→ WHAT YOU ARE ASKED TO DO:
Print, exactly as written, the line containing "assert_eq!(got, Some(InputEvent::Char('k')));" and every line after it, ending with the final line of the data below.

::: INFORMATION SUPPLIED

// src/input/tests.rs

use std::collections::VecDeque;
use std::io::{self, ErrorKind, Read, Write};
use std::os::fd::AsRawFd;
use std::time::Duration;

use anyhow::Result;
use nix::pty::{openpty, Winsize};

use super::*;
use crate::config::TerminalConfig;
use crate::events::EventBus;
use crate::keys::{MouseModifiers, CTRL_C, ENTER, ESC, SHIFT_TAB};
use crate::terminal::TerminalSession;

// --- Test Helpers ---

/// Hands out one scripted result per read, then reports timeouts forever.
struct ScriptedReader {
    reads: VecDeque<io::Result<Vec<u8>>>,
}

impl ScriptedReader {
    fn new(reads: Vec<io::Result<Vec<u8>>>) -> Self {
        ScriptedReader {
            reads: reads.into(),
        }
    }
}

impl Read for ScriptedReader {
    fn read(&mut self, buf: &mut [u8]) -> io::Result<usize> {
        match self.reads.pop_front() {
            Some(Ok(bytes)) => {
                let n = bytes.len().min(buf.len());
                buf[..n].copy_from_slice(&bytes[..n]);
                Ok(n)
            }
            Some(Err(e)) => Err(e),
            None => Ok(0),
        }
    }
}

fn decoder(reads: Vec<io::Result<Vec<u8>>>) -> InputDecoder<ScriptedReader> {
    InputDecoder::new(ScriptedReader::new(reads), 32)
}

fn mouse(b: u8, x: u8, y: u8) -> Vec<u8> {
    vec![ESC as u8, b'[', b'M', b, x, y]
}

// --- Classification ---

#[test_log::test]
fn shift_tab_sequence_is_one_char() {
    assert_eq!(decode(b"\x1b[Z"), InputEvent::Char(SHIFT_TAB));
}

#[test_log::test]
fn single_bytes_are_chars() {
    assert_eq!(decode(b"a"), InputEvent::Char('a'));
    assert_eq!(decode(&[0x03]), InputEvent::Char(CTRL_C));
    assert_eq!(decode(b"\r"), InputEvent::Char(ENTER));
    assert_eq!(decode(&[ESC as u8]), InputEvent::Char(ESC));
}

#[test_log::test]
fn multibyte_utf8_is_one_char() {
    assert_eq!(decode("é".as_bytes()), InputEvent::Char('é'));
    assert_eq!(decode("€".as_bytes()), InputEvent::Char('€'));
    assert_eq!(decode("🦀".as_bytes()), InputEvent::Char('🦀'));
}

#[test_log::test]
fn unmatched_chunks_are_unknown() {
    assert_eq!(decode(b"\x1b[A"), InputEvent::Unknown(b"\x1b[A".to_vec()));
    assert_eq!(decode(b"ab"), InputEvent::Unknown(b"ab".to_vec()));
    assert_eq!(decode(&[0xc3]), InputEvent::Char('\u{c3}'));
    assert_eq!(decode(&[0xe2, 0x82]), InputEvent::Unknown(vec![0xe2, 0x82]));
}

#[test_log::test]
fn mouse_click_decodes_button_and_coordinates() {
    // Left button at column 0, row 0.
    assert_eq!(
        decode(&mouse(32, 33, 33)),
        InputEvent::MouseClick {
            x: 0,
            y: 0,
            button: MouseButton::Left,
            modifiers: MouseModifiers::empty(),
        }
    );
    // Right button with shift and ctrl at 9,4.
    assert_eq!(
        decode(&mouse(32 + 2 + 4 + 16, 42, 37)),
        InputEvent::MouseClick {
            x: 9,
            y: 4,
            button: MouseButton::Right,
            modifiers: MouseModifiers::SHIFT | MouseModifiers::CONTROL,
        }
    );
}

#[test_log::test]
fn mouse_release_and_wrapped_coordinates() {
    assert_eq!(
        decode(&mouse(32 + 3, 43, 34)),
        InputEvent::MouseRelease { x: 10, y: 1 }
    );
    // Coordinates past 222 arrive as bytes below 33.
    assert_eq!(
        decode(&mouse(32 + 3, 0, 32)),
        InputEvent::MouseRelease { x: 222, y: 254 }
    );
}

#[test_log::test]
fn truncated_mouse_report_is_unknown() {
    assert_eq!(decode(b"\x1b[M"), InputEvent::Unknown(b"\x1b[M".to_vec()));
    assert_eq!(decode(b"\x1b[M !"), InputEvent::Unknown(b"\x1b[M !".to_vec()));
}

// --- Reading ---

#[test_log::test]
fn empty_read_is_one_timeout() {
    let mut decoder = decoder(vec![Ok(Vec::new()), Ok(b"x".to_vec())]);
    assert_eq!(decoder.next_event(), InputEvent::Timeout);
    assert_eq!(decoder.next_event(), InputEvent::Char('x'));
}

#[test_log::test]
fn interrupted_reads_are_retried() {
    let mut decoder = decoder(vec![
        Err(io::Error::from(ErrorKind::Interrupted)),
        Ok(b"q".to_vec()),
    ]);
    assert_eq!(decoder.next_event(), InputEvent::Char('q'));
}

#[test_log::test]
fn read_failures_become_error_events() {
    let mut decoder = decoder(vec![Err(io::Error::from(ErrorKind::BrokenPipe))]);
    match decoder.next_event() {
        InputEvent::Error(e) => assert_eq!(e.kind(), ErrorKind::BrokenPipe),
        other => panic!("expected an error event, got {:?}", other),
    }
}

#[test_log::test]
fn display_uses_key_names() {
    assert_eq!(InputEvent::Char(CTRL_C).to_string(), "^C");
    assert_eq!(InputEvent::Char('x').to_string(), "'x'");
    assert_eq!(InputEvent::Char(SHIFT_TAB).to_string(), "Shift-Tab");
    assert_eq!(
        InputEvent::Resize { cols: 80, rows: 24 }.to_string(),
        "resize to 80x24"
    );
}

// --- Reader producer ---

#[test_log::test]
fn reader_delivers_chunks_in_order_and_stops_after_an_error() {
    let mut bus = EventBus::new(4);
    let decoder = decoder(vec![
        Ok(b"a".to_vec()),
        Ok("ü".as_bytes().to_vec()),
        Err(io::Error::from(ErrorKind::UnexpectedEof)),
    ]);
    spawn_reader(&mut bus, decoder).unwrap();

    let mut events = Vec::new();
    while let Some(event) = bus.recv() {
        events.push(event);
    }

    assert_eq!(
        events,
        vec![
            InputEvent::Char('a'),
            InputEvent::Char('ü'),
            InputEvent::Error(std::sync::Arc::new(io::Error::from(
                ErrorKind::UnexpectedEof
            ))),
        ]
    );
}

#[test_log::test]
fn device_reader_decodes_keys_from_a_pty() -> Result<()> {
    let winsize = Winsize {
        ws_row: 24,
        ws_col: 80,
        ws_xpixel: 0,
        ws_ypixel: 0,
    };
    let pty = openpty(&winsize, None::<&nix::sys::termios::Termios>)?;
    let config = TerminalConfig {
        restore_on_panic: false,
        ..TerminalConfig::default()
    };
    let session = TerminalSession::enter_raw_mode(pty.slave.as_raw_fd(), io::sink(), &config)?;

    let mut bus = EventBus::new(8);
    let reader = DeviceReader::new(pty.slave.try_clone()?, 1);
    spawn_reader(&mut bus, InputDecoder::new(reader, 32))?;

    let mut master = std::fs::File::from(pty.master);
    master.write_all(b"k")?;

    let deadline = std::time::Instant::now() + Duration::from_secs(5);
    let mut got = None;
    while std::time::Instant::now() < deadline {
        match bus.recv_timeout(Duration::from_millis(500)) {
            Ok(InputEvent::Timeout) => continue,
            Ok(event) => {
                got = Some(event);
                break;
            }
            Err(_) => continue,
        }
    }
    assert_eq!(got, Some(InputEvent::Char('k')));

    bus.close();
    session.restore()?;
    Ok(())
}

::::::

→ COMPLETED TASK:
    assert_eq!(got, Some(InputEvent::Char('k')));

    bus.close();
    session.restore()?;
    Ok(())
}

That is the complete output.